== WORK ITEM ==
Each line below should be copied exactly as it stands.

== DATASET ==
--- START ---

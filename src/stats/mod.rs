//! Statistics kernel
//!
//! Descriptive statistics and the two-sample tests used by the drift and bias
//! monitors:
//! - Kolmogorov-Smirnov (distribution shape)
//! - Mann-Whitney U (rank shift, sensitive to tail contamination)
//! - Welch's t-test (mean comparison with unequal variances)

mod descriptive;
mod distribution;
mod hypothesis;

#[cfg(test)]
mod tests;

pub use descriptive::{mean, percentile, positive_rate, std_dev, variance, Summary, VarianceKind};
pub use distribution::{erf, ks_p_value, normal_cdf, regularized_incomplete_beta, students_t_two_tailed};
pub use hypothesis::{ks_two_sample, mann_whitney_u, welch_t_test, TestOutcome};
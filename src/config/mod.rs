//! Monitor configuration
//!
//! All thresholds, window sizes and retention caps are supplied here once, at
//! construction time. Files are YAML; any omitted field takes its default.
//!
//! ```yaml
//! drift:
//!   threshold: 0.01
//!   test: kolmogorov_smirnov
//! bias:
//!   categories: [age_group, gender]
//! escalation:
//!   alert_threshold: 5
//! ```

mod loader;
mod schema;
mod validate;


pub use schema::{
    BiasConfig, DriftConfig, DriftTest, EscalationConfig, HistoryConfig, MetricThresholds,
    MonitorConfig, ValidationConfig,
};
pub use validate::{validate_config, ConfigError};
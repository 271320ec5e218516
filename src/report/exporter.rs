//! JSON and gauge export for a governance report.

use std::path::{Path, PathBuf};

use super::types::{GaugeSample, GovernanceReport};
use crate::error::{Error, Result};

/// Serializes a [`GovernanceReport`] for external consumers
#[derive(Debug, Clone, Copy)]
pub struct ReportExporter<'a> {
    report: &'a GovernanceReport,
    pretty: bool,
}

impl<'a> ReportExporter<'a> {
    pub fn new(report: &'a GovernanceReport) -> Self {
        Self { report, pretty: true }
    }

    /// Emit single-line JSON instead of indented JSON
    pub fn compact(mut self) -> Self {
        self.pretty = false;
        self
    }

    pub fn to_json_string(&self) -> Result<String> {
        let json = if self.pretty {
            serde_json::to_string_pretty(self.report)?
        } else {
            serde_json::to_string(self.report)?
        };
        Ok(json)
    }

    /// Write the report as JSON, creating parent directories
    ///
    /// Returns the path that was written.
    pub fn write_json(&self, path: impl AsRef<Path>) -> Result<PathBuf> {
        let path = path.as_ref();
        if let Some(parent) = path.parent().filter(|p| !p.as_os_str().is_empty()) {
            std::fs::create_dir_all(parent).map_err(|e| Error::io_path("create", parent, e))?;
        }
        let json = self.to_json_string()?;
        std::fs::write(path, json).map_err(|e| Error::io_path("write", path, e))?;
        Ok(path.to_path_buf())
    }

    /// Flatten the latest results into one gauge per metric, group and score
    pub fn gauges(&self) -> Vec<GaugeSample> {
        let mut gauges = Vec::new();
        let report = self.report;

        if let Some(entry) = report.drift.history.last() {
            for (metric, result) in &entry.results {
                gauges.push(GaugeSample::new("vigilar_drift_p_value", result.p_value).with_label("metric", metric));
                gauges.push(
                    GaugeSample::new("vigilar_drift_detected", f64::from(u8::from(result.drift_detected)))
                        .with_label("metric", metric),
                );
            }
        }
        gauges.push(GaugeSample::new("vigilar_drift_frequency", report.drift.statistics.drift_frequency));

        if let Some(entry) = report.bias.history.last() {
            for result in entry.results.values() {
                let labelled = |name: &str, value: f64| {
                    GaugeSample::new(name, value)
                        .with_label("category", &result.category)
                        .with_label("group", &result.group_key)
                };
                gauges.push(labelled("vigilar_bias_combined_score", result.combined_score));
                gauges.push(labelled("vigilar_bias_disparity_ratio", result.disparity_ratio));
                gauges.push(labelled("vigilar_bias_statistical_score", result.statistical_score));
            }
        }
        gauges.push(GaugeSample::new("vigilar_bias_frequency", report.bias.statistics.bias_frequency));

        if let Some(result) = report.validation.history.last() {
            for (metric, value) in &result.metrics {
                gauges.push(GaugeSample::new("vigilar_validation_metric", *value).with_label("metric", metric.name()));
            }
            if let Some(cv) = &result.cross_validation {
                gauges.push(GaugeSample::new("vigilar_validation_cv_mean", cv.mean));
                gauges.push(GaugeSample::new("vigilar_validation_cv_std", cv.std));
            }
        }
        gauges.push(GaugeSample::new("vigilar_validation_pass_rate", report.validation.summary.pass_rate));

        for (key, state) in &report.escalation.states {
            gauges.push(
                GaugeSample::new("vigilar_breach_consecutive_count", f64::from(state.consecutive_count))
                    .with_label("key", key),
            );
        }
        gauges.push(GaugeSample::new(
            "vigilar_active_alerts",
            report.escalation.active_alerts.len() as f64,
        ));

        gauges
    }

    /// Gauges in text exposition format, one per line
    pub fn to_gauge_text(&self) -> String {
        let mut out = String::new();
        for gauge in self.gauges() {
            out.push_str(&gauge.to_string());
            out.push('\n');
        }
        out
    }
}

--- END ---

== COMPLETED TASK ==
filename src/stats/mod.rs
//! Statistics kernel
//!
//! Descriptive statistics and the two-sample tests used by the drift and bias
//! monitors:
//! - Kolmogorov-Smirnov (distribution shape)
//! - Mann-Whitney U (rank shift, sensitive to tail contamination)
//! - Welch's t-test (mean comparison with unequal variances)

mod descriptive;
mod distribution;
mod hypothesis;

#[cfg(test)]
mod tests;

pub use descriptive::{mean, percentile, positive_rate, std_dev, variance, Summary, VarianceKind};
pub use distribution::{erf, ks_p_value, normal_cdf, regularized_incomplete_beta, students_t_two_tailed};
pub use hypothesis::{ks_two_sample, mann_whitney_u, welch_t_test, TestOutcome};
filename src/config/mod.rs
//! Monitor configuration
//!
//! All thresholds, window sizes and retention caps are supplied here once, at
//! construction time. Files are YAML; any omitted field takes its default.
//!
//! ```yaml
//! drift:
//!   threshold: 0.01
//!   test: kolmogorov_smirnov
//! bias:
//!   categories: [age_group, gender]
//! escalation:
//!   alert_threshold: 5
//! ```

mod loader;
mod schema;
mod validate;


pub use schema::{
    BiasConfig, DriftConfig, DriftTest, EscalationConfig, HistoryConfig, MetricThresholds,
    MonitorConfig, ValidationConfig,
};
pub use validate::{validate_config, ConfigError};
repository 271320ec5e218516
filename src/report/exporter.rs
//! JSON and gauge export for a governance report.

use std::path::{Path, PathBuf};

use super::types::{GaugeSample, GovernanceReport};
use crate::error::{Error, Result};

/// Serializes a [`GovernanceReport`] for external consumers
#[derive(Debug, Clone, Copy)]
pub struct ReportExporter<'a> {
    report: &'a GovernanceReport,
    pretty: bool,
}

impl<'a> ReportExporter<'a> {
    pub fn new(report: &'a GovernanceReport) -> Self {
        Self { report, pretty: true }
    }

    /// Emit single-line JSON instead of indented JSON
    pub fn compact(mut self) -> Self {
        self.pretty = false;
        self
    }

    pub fn to_json_string(&self) -> Result<String> {
        let json = if self.pretty {
            serde_json::to_string_pretty(self.report)?
        } else {
            serde_json::to_string(self.report)?
        };
        Ok(json)
    }

    /// Write the report as JSON, creating parent directories
    ///
    /// Returns the path that was written.
    pub fn write_json(&self, path: impl AsRef<Path>) -> Result<PathBuf> {
        let path = path.as_ref();
        if let Some(parent) = path.parent().filter(|p| !p.as_os_str().is_empty()) {
            std::fs::create_dir_all(parent).map_err(|e| Error::io_path("create", parent, e))?;
        }
        let json = self.to_json_string()?;
        std::fs::write(path, json).map_err(|e| Error::io_path("write", path, e))?;
        Ok(path.to_path_buf())
    }

    /// Flatten the latest results into one gauge per metric, group and score
    pub fn gauges(&self) -> Vec<GaugeSample> {
        let mut gauges = Vec::new();
        let report = self.report;

        if let Some(entry) = report.drift.history.last() {
            for (metric, result) in &entry.results {
                gauges.push(GaugeSample::new("vigilar_drift_p_value", result.p_value).with_label("metric", metric));
                gauges.push(
                    GaugeSample::new("vigilar_drift_detected", f64::from(u8::from(result.drift_detected)))
                        .with_label("metric", metric),
                );
            }
        }
        gauges.push(GaugeSample::new("vigilar_drift_frequency", report.drift.statistics.drift_frequency));

        if let Some(entry) = report.bias.history.last() {
            for result in entry.results.values() {
                let labelled = |name: &str, value: f64| {
                    GaugeSample::new(name, value)
                        .with_label("category", &result.category)
                        .with_label("group", &result.group_key)
                };
                gauges.push(labelled("vigilar_bias_combined_score", result.combined_score));
                gauges.push(labelled("vigilar_bias_disparity_ratio", result.disparity_ratio));
                gauges.push(labelled("vigilar_bias_statistical_score", result.statistical_score));
            }
        }
        gauges.push(GaugeSample::new("vigilar_bias_frequency", report.bias.statistics.bias_frequency));

        if let Some(result) = report.validation.history.last() {
            for (metric, value) in &result.metrics {
                gauges.push(GaugeSample::new("vigilar_validation_metric", *value).with_label("metric", metric.name()));
            }
            if let Some(cv) = &result.cross_validation {
                gauges.push(GaugeSample::new("vigilar_validation_cv_mean", cv.mean));
                gauges.push(GaugeSample::new("vigilar_validation_cv_std", cv.std));
            }
        }
        gauges.push(GaugeSample::new("vigilar_validation_pass_rate", report.validation.summary.pass_rate));

        for (key, state) in &report.escalation.states {
            gauges.push(
                GaugeSample::new("vigilar_breach_consecutive_count", f64::from(state.consecutive_count))
                    .with_label("key", key),
            );
        }
        gauges.push(GaugeSample::new(
            "vigilar_active_alerts",
            report.escalation.active_alerts.len() as f64,
        ));

        gauges
    }

    /// Gauges in text exposition format, one per line
    pub fn to_gauge_text(&self) -> String {
        let mut out = String::new();
        for gauge in self.gauges() {
            out.push_str(&gauge.to_string());
            out.push('\n');
        }
        out
    }
}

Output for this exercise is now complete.